Every line holding the string "MarkerId" is to be copied from the entries below.

======== Study material ========

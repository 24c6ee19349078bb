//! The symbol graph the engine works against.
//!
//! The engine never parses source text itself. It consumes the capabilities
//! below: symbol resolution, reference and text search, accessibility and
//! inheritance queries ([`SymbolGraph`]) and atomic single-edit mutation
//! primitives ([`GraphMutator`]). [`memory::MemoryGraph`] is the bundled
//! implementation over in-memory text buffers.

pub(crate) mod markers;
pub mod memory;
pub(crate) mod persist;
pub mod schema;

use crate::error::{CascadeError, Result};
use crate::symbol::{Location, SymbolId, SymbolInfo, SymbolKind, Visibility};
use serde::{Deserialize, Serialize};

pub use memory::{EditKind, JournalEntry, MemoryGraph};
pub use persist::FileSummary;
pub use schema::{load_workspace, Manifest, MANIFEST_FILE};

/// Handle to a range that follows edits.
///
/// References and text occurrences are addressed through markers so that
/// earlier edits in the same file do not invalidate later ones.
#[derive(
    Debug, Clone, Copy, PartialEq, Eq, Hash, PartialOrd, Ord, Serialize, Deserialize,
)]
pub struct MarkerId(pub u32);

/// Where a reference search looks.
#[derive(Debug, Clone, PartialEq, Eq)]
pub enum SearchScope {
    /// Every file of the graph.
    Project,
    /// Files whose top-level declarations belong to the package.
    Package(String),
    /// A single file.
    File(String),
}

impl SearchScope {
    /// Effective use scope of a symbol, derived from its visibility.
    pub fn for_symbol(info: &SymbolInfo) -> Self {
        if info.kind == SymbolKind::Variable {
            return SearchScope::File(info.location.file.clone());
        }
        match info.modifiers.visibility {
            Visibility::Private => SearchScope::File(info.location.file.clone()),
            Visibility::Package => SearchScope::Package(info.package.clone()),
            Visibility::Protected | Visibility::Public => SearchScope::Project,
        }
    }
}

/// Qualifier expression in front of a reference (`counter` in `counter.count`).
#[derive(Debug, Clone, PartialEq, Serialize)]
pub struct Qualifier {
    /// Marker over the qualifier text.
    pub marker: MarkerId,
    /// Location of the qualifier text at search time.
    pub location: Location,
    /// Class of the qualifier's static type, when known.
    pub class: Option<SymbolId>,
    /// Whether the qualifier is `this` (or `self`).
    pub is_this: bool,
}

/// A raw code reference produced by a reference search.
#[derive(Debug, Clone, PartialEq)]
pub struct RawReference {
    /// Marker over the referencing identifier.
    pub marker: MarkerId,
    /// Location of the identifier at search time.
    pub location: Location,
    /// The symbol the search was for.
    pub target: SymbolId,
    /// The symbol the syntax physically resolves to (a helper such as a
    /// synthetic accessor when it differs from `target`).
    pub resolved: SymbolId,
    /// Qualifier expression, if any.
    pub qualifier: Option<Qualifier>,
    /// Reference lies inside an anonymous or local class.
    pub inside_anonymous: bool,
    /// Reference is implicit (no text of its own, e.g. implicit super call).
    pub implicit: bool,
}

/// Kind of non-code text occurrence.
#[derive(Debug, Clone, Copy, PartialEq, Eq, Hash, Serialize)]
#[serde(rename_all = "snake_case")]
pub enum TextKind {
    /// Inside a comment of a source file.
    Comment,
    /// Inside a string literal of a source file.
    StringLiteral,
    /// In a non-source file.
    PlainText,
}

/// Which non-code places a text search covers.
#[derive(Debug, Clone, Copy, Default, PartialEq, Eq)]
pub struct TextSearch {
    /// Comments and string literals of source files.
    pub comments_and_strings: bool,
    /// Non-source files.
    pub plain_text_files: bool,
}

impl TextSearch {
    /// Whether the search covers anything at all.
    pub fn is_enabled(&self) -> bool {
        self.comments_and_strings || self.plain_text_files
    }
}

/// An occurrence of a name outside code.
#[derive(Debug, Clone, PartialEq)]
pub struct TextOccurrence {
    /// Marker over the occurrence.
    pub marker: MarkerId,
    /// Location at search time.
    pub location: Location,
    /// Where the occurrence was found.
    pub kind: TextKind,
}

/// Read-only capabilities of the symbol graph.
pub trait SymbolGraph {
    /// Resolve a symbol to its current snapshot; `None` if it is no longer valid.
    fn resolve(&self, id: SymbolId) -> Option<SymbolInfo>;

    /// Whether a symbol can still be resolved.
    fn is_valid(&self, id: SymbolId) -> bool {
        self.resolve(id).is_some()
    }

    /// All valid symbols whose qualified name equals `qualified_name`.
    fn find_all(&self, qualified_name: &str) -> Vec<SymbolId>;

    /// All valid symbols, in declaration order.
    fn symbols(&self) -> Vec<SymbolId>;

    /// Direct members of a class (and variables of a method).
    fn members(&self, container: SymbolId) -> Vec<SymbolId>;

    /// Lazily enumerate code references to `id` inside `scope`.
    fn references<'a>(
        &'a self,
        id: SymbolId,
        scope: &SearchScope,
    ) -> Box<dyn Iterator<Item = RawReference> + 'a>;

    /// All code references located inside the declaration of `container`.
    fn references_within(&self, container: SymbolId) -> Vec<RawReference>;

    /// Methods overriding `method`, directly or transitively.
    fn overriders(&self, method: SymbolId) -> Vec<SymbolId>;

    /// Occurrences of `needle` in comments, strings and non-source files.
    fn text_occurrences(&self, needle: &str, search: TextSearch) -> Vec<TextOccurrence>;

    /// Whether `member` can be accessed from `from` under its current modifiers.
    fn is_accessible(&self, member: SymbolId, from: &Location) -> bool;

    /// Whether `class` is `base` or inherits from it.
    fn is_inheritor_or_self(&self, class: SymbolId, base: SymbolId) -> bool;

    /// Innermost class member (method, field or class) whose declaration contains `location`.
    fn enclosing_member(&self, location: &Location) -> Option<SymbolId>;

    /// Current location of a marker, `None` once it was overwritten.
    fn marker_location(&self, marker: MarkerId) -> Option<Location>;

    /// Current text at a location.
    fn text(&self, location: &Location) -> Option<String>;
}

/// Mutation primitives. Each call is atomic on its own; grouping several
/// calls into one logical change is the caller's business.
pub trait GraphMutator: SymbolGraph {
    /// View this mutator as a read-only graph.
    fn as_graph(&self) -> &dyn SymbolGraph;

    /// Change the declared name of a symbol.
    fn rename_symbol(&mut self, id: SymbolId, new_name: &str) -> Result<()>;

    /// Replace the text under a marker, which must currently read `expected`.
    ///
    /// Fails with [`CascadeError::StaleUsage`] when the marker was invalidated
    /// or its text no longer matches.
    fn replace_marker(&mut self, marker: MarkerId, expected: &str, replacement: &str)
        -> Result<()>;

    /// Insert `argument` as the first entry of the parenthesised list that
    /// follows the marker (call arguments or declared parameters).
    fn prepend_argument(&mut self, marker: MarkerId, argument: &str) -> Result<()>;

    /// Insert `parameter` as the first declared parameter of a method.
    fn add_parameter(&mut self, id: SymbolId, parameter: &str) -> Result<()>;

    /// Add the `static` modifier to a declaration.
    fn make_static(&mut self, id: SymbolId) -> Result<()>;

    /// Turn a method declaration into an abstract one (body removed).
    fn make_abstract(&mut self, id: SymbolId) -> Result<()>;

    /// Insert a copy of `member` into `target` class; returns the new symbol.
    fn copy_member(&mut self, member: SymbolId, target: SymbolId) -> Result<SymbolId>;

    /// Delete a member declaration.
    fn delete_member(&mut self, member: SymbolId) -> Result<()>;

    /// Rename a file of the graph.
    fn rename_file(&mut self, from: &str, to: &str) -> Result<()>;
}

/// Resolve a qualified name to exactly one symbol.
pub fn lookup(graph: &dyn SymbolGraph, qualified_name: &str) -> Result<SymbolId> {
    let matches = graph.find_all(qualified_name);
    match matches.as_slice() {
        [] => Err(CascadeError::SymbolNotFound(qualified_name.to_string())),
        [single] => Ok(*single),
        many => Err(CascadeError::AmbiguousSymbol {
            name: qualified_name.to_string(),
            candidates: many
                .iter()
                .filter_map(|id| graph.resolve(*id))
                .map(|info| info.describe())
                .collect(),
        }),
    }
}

========

■ Result of this task ■
pub struct MarkerId(pub u32);
    pub marker: MarkerId,
    pub marker: MarkerId,
    pub marker: MarkerId,
    fn marker_location(&self, marker: MarkerId) -> Option<Location>;
    fn replace_marker(&mut self, marker: MarkerId, expected: &str, replacement: &str)
    fn prepend_argument(&mut self, marker: MarkerId, argument: &str) -> Result<()>;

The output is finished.